From The Gospel of the Flying Spaghetti Monster:
While brooding atop Mount Salsa because he couldn't find a pirate ship, Mosey the Pirate captain (a parody of Moses) received some advice from the Flying Spaghetti Monster in the form of ten stone tablets. These were called the "I'd Really Rather You Didn'ts" by the FSM, the "Commandments" by Mosey, and the "Condiments" by his Pirate gang. While there were originally ten "I'd Really Rather You Didn'ts", two were dropped on the way back down the mountain, with eight remaining. This event "partly accounts for Pastafarians' flimsy moral standards". The FSM's commandments address the treatment of people of other faiths, worship of the FSM, sexual conduct, and nutrition.
Here are my three favorite "I'd Really Rather You Didn'ts"
1. I'd really rather you didn't act like a sanctimonious holier-than-thou ass when describing my noodly goodness. If some people don't believe in me, that's okay. Really, I'm not that vain. Besides, this isn't about them so don't change the subject.
2. I'd really rather you didn't use my existence as a means to oppress, subjugate, punish, eviscerate, and/or, you know, be mean to others.
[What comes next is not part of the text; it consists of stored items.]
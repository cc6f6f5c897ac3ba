//! File stream backend.
//!
//! The file opens synchronously (opening a regular file does not block in
//! any way the engine could usefully overlap) and all data operations run
//! through the proactor as positioned reads and writes against the
//! tracked offset. Stream-mode files (pipes, devices) refuse seeking and
//! report no size.

use std::fs::OpenOptions;
use std::sync::atomic::Ordering;
use std::time::Duration;

use log::trace;

use crate::aico::{Aico, Op};
use crate::stream::{
    AsyncStream, Backend, ClosFunc, OpenFunc, ReadFunc, SeekFunc, StreamState, SyncFunc, TaskFunc,
    WriteFunc,
};
use crate::State;

const RO: u8 = 0b000_0001;
const WO: u8 = 0b000_0010;
const CREATE: u8 = 0b000_0100;
const APPEND: u8 = 0b000_1000;
const TRUNCATE: u8 = 0b001_0000;
const DIRECT: u8 = 0b010_0000;

/// File open mode bits.
#[derive(Copy, Clone, Debug, PartialEq, Eq)]
pub struct FileMode(u8);

impl FileMode {
    /// Read only.
    pub const RO: FileMode = FileMode(RO);
    /// Write only.
    pub const WO: FileMode = FileMode(WO);
    /// Read and write.
    pub const RW: FileMode = FileMode(RO | WO);
    /// Create the file when absent.
    pub const CREATE: FileMode = FileMode(CREATE);
    /// Append instead of positioned writes.
    pub const APPEND: FileMode = FileMode(APPEND);
    /// Truncate on open.
    pub const TRUNCATE: FileMode = FileMode(TRUNCATE);
    /// Hint to bypass the page cache where the platform supports it.
    pub const DIRECT: FileMode = FileMode(DIRECT);

    /// Combines mode bits; the `BitOr` impl as a const fn.
    pub const fn add(self, other: FileMode) -> FileMode {
        FileMode(self.0 | other.0)
    }

    pub const fn is_readable(self) -> bool {
        self.0 & RO != 0
    }

    pub const fn is_writable(self) -> bool {
        self.0 & WO != 0
    }
}

impl Default for FileMode {
    fn default() -> FileMode {
        FileMode::RO
    }
}

impl std::ops::BitOr for FileMode {
    type Output = FileMode;

    fn bitor(self, other: FileMode) -> FileMode {
        self.add(other)
    }
}

pub(crate) struct FileBackend {
    pub aico: Option<Aico>,
    pub mode: FileMode,
    pub stream_mode: bool,
}

impl FileBackend {
    pub fn new() -> FileBackend {
        FileBackend {
            aico: None,
            mode: FileMode::RO,
            stream_mode: false,
        }
    }
}

impl AsyncStream {
    /// Sets the file open mode; only meaningful before open.
    pub fn set_file_mode(&self, mode: FileMode) -> bool {
        let mut backend = self.core.backend.lock();
        match &mut *backend {
            Backend::File(state) => {
                state.mode = mode;
                true
            }
            _ => false,
        }
    }

    /// The file open mode.
    pub fn file_mode(&self) -> Option<FileMode> {
        match &*self.core.backend.lock() {
            Backend::File(state) => Some(state.mode),
            _ => None,
        }
    }

    /// Marks the file as stream-mode: no size, no seeking.
    pub fn set_stream_mode(&self, stream_mode: bool) -> bool {
        let mut backend = self.core.backend.lock();
        match &mut *backend {
            Backend::File(state) => {
                state.stream_mode = stream_mode;
                true
            }
            _ => false,
        }
    }

    /// Whether the file is in stream mode.
    pub fn is_stream_mode(&self) -> bool {
        match &*self.core.backend.lock() {
            Backend::File(state) => state.stream_mode,
            _ => false,
        }
    }
}

fn setup(stream: &AsyncStream) -> Result<(), State> {
    let (path, mode, stream_mode) = {
        let url = stream.core.url.lock();
        let backend = stream.core.backend.lock();
        let state = match &*backend {
            Backend::File(state) => state,
            _ => return Err(State::Failed),
        };
        (url.path().to_string(), state.mode, state.stream_mode)
    };

    let mut options = OpenOptions::new();
    options
        .read(mode.is_readable())
        .write(mode.is_writable())
        .create(mode.0 & CREATE != 0)
        .append(mode.0 & APPEND != 0)
        .truncate(mode.0 & TRUNCATE != 0);
    #[cfg(target_os = "linux")]
    if mode.0 & DIRECT != 0 {
        use std::os::unix::fs::OpenOptionsExt;
        options.custom_flags(libc::O_DIRECT);
    }

    let file = options.open(&path).map_err(|err| {
        trace!("file open failed: {}: {}", path, err);
        State::from_io_error(&err)
    })?;
    let size = if stream_mode {
        -1
    } else {
        file.metadata().map(|m| m.len() as i64).unwrap_or(-1)
    };
    let aico = stream
        .core
        .aicp
        .attach_file(file)
        .map_err(|_| State::OutOfMemory)?;

    let mut backend = stream.core.backend.lock();
    if let Backend::File(state) = &mut *backend {
        state.aico = Some(aico);
    }
    stream.core.size_hint.store(size, Ordering::Relaxed);
    stream.core.offset.store(0, Ordering::Relaxed);
    Ok(())
}

fn aico_of(stream: &AsyncStream) -> Option<Aico> {
    match &*stream.core.backend.lock() {
        Backend::File(state) => state.aico,
        _ => None,
    }
}

pub(crate) fn open(stream: &AsyncStream, func: OpenFunc) -> bool {
    if let Err(state) = setup(stream) {
        stream.open_done(state, func);
        return true;
    }
    let aico = match aico_of(stream) {
        Some(aico) => aico,
        None => {
            stream.open_done(State::Failed, func);
            return true;
        }
    };
    // Deliver the open completion on the worker like every other backend.
    let this = stream.clone();
    let mut slot = Some(func);
    this.op_begin();
    stream.core.aicp.run_after(
        aico,
        Duration::ZERO,
        Box::new(move |aice| {
            this.op_end();
            if let Some(func) = slot.take() {
                this.open_done(aice.state, func);
            }
            false
        }),
    )
}

pub(crate) fn open_try(stream: &AsyncStream) -> bool {
    setup(stream).is_ok()
}

pub(crate) fn read(stream: &AsyncStream, size: usize, func: ReadFunc) -> bool {
    let aico = match aico_of(stream) {
        Some(aico) => aico,
        None => return false,
    };
    let buf = stream.take_rcache(size.max(1));
    let this = stream.clone();
    let mut func = func;
    this.op_begin();
    let posted = stream.post(
        aico,
        Op::Read {
            offset: stream.offset(),
            buf,
        },
        Box::new(move |aice| {
            let state = aice.state;
            let again = match state {
                State::Ok => {
                    let real = aice.bytes();
                    this.advance_offset(real);
                    func(&this, State::Ok, aice.data().unwrap_or(&[]))
                }
                state => {
                    // End of file arrives as `closed`.
                    func(&this, state, &[]);
                    false
                }
            };
            let again = again && state == State::Ok && this.state() == StreamState::Opened;
            if !again {
                this.op_end();
                if let Some(buf) = aice.take_buf() {
                    this.put_rcache(buf);
                }
            }
            again
        }),
    );
    if !posted {
        stream.op_end();
    }
    posted
}

pub(crate) fn write(stream: &AsyncStream, data: Vec<u8>, func: WriteFunc) -> bool {
    let aico = match aico_of(stream) {
        Some(aico) => aico,
        None => return false,
    };
    let this = stream.clone();
    let mut func = func;
    this.op_begin();
    let posted = stream.post(
        aico,
        Op::Writ {
            offset: stream.offset(),
            data,
        },
        Box::new(move |aice| {
            this.op_end();
            let real = aice.bytes();
            if aice.state == State::Ok {
                this.advance_offset(real);
            }
            let _ = func(&this, aice.state, real, aice.requested());
            false
        }),
    );
    if !posted {
        stream.op_end();
    }
    posted
}

pub(crate) fn seek(stream: &AsyncStream, offset: u64, func: SeekFunc) -> bool {
    if stream.is_stream_mode() {
        func(stream, State::NotSupported, stream.offset());
        return true;
    }
    stream.core.offset.store(offset, Ordering::Relaxed);
    func(stream, State::Ok, offset);
    true
}

pub(crate) fn sync(stream: &AsyncStream, _closing: bool, func: SyncFunc) -> bool {
    let aico = match aico_of(stream) {
        Some(aico) => aico,
        None => return false,
    };
    let this = stream.clone();
    let mut slot = Some(func);
    this.op_begin();
    let posted = stream.post(
        aico,
        Op::Fsync,
        Box::new(move |aice| {
            this.op_end();
            if let Some(func) = slot.take() {
                func(&this, aice.state);
            }
            false
        }),
    );
    if !posted {
        stream.op_end();
    }
    posted
}

pub(crate) fn task(stream: &AsyncStream, delay: Duration, func: TaskFunc) -> bool {
    let mut slot = Some(func);
    task_next(stream, delay, &mut slot)
}

fn task_next(stream: &AsyncStream, delay: Duration, slot: &mut Option<TaskFunc>) -> bool {
    let aico = match aico_of(stream) {
        Some(aico) => aico,
        None => return false,
    };
    let mut func = match slot.take() {
        Some(func) => func,
        None => return false,
    };
    let this = stream.clone();
    this.op_begin();
    let posted = stream.core.aicp.run_after(
        aico,
        delay,
        Box::new(move |aice| {
            this.op_end();
            if func(&this, aice.state)
                && aice.state == State::Ok
                && this.state() == StreamState::Opened
            {
                let mut slot = Some(std::mem::replace(
                    &mut func,
                    Box::new(|_: &AsyncStream, _: State| false),
                ));
                let _ = task_next(&this, delay, &mut slot);
            }
            false
        }),
    );
    if !posted {
        stream.op_end();
    }
    posted
}

pub(crate) fn clos(stream: &AsyncStream, func: ClosFunc) -> bool {
    let aico = {
        let mut backend = stream.core.backend.lock();
        match &mut *backend {
            Backend::File(state) => state.aico.take(),
            _ => None,
        }
    };
    match aico {
        Some(aico) => {
            let this = stream.clone();
            let mut slot = Some(func);
            stream.core.aicp.post(
                aico,
                Op::Clos,
                None,
                Box::new(move |aice| {
                    if let Some(func) = slot.take() {
                        func(&this, aice.state);
                    }
                    false
                }),
            )
        }
        None => {
            func(stream, State::Ok);
            true
        }
    }
}

pub(crate) fn close_quietly(stream: &AsyncStream) {
    let aico = {
        let mut backend = stream.core.backend.lock();
        match &mut *backend {
            Backend::File(state) => state.aico.take(),
            _ => None,
        }
    };
    if let Some(aico) = aico {
        stream
            .core
            .aicp
            .post(aico, Op::Clos, None, Box::new(|_| false));
    }
}

pub(crate) fn kill(stream: &AsyncStream) {
    if let Some(aico) = aico_of(stream) {
        stream.core.aicp.cancel(aico);
    }
}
I don't require sacrifices, and purity is for drinking water, not people.
6. I'd really rather you didn't build multi million-dollar synagogues / churches / temples / mosques / shrines to my noodly goodness when the money could be better spent (take your pick): A. Ending poverty B. Curing diseases C. Living in peace, loving with passion, and lowering the cost of cable. I might be a complex-carbohydrate omniscient being, but I enjoy the simple things in life. I ought to know. I AM the creator.